Using the entries below, write out the line with "impl<T: RandomSource +", the line with "pub fn seeded(seed: u64)", and every line in between, exactly as each is written.

BEGIN DATA IN THIS EXERCISE

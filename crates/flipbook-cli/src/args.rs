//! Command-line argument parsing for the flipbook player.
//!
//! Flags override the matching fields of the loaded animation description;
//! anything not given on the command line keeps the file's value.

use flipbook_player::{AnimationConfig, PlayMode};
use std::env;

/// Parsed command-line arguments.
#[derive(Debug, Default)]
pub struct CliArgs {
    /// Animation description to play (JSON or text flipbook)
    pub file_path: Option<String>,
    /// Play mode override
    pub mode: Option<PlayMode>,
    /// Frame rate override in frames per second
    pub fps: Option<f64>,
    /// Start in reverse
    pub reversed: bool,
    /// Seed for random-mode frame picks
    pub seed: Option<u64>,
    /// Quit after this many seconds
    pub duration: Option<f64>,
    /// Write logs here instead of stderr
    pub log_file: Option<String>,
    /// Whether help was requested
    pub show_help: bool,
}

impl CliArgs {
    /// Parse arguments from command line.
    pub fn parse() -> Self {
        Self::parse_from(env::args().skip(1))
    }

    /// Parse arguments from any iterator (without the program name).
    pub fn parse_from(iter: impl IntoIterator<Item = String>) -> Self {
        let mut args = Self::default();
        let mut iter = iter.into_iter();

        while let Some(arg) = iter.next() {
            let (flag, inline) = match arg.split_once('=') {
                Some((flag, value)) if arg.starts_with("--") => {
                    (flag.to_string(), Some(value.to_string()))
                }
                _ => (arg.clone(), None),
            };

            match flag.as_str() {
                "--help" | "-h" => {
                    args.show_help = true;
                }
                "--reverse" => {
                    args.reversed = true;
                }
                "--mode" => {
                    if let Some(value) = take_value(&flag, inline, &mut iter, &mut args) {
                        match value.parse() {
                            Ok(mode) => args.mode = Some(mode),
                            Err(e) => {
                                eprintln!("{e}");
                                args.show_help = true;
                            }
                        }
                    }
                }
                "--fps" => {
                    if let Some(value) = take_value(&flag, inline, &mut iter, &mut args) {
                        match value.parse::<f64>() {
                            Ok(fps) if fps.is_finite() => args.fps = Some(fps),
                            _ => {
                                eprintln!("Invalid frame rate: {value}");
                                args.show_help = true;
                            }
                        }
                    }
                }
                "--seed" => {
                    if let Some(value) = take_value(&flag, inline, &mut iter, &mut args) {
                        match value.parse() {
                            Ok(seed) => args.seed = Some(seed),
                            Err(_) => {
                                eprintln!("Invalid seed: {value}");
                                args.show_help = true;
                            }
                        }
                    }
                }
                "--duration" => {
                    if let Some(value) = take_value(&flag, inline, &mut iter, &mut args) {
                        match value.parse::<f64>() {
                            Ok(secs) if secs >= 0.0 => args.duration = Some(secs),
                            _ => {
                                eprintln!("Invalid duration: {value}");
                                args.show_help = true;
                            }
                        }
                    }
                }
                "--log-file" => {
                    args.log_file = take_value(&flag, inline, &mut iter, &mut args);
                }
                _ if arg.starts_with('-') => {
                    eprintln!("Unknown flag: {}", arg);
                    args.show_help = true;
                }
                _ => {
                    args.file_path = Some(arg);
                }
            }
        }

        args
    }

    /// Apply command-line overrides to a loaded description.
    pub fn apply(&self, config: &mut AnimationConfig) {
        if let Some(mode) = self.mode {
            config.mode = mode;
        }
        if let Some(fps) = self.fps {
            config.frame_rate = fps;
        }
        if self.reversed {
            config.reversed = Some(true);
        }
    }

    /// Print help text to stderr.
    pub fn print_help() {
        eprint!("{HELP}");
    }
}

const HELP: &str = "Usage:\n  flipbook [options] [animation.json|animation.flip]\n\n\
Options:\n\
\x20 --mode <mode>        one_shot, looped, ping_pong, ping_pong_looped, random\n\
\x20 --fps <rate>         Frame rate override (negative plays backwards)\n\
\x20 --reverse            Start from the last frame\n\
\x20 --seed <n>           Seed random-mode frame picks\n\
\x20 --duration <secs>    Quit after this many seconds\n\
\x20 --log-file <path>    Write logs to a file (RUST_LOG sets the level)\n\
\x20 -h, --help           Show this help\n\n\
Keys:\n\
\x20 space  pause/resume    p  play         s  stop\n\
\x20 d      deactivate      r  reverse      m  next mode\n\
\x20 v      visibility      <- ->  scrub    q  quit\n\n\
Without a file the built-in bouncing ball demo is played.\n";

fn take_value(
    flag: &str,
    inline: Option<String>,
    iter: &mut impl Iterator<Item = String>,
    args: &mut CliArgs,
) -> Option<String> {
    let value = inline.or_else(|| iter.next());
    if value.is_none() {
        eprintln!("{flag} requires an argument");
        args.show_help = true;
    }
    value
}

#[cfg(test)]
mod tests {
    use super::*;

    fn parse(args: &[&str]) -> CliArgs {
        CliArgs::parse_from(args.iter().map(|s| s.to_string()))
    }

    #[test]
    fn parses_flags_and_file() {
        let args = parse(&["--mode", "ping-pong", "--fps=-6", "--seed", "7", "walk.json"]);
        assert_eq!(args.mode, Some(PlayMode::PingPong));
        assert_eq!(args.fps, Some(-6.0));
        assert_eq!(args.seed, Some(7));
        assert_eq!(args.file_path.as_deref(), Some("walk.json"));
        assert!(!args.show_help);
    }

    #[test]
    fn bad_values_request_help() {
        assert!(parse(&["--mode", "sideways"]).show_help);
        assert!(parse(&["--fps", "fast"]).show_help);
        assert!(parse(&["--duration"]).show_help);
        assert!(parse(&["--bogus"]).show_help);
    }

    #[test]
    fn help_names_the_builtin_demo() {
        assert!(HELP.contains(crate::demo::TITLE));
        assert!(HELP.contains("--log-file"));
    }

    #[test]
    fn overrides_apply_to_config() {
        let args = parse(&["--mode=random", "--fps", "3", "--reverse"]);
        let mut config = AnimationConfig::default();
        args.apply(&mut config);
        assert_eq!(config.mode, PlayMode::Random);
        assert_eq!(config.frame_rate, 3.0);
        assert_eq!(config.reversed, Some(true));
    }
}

END DATA IN THIS EXERCISE
BEGIN DATA IN THIS EXERCISE

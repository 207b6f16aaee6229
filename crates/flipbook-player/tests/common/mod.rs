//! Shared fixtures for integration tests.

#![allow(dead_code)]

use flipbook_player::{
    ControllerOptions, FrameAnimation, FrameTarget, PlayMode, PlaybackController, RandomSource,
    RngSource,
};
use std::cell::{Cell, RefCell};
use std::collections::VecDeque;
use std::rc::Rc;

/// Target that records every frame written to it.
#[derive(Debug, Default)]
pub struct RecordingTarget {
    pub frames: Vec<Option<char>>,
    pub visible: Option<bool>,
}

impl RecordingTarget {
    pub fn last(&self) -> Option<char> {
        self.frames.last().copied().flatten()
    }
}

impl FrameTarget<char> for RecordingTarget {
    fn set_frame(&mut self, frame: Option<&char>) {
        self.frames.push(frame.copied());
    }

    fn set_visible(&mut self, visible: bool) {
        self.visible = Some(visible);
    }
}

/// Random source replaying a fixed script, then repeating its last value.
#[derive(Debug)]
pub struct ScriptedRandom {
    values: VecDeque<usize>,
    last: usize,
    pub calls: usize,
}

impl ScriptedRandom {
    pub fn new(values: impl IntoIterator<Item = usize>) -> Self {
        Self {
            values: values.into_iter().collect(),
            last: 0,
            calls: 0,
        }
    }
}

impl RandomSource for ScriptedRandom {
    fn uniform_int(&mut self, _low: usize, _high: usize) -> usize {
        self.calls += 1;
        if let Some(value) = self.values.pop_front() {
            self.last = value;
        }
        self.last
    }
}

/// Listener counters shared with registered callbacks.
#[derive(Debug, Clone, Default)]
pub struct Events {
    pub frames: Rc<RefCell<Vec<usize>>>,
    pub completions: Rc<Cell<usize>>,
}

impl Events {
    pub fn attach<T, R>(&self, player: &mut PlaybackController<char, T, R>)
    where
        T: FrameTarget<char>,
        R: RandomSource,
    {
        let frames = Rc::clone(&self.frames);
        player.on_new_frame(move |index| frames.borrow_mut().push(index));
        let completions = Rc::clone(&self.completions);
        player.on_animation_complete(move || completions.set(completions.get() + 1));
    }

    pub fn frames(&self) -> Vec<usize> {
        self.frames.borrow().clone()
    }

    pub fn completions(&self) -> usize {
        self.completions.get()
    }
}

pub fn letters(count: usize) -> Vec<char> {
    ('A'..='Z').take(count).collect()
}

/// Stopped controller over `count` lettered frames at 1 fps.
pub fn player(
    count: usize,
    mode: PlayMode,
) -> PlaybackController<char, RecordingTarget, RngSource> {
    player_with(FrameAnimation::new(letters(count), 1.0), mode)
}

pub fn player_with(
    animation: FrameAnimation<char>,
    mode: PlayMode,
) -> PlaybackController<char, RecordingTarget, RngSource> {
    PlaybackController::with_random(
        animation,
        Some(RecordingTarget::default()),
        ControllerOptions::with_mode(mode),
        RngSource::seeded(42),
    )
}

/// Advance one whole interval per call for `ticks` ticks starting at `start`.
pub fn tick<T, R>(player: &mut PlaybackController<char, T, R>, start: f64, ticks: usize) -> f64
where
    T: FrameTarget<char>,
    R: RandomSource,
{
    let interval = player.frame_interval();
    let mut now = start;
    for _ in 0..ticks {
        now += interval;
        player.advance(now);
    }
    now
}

END DATA IN THIS EXERCISE
BEGIN DATA IN THIS EXERCISE

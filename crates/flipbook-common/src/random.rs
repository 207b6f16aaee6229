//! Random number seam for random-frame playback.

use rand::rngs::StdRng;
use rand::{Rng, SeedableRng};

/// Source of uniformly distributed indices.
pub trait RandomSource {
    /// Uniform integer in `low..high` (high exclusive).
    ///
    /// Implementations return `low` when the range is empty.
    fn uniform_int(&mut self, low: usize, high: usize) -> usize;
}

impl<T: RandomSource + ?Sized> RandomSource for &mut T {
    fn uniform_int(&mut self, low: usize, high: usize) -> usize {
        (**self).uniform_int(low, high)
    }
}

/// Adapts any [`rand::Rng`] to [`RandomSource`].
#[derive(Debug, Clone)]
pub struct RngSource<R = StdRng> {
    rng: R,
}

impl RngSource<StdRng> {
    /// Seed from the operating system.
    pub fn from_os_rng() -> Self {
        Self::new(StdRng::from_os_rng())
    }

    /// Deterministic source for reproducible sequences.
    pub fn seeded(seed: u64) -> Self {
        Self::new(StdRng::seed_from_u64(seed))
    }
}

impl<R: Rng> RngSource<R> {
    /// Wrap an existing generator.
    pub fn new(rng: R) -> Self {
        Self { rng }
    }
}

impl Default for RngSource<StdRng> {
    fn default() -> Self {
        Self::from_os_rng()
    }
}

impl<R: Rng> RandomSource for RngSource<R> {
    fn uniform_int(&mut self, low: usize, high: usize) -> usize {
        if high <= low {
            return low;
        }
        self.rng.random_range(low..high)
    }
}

END DATA IN THIS EXERCISE

## RESULT FOR THIS TASK:
impl<T: RandomSource + ?Sized> RandomSource for &mut T {
    fn uniform_int(&mut self, low: usize, high: usize) -> usize {
        (**self).uniform_int(low, high)
    }
}

/// Adapts any [`rand::Rng`] to [`RandomSource`].
#[derive(Debug, Clone)]
pub struct RngSource<R = StdRng> {
    rng: R,
}

impl RngSource<StdRng> {
    /// Seed from the operating system.
    pub fn from_os_rng() -> Self {
        Self::new(StdRng::from_os_rng())
    }

    /// Deterministic source for reproducible sequences.
    pub fn seeded(seed: u64) -> Self {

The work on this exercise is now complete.